The records section start
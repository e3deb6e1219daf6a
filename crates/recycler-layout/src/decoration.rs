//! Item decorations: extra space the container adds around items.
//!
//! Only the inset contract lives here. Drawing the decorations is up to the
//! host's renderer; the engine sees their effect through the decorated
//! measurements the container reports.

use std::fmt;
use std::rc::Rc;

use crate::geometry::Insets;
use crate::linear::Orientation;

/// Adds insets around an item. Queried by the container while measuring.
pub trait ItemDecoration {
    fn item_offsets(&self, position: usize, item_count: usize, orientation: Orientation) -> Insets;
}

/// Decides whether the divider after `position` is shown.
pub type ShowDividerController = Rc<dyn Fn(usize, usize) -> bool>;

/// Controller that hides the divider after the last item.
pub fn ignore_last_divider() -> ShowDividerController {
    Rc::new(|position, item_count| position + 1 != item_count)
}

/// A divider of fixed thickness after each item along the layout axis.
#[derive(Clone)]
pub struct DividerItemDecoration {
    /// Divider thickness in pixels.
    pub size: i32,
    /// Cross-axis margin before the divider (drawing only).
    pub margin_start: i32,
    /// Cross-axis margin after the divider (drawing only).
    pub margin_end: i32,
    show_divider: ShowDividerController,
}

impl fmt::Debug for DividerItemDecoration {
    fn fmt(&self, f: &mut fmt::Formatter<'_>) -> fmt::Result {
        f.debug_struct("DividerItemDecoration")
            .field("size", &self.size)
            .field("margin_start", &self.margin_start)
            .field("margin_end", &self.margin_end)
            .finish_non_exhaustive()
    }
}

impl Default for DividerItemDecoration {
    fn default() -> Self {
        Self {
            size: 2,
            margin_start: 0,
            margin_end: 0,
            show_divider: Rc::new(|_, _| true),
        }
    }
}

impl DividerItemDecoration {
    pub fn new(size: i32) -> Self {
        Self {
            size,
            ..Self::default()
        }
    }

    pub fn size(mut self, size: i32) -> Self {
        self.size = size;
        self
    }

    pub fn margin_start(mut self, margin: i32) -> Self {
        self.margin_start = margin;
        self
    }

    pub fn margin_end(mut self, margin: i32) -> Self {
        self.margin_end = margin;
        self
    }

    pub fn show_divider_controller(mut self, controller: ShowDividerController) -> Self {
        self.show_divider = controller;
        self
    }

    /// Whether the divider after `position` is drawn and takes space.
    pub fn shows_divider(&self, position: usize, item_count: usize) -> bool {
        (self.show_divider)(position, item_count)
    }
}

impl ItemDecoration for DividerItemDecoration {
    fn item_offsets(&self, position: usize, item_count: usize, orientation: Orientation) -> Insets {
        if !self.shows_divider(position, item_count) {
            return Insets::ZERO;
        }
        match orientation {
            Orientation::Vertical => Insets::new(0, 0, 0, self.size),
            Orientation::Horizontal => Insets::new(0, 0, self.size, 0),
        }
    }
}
The records section end
● **Task objective**:
Determine how many lines of the listing above include the word "impl", then write only that number.

● **Answer area**:
4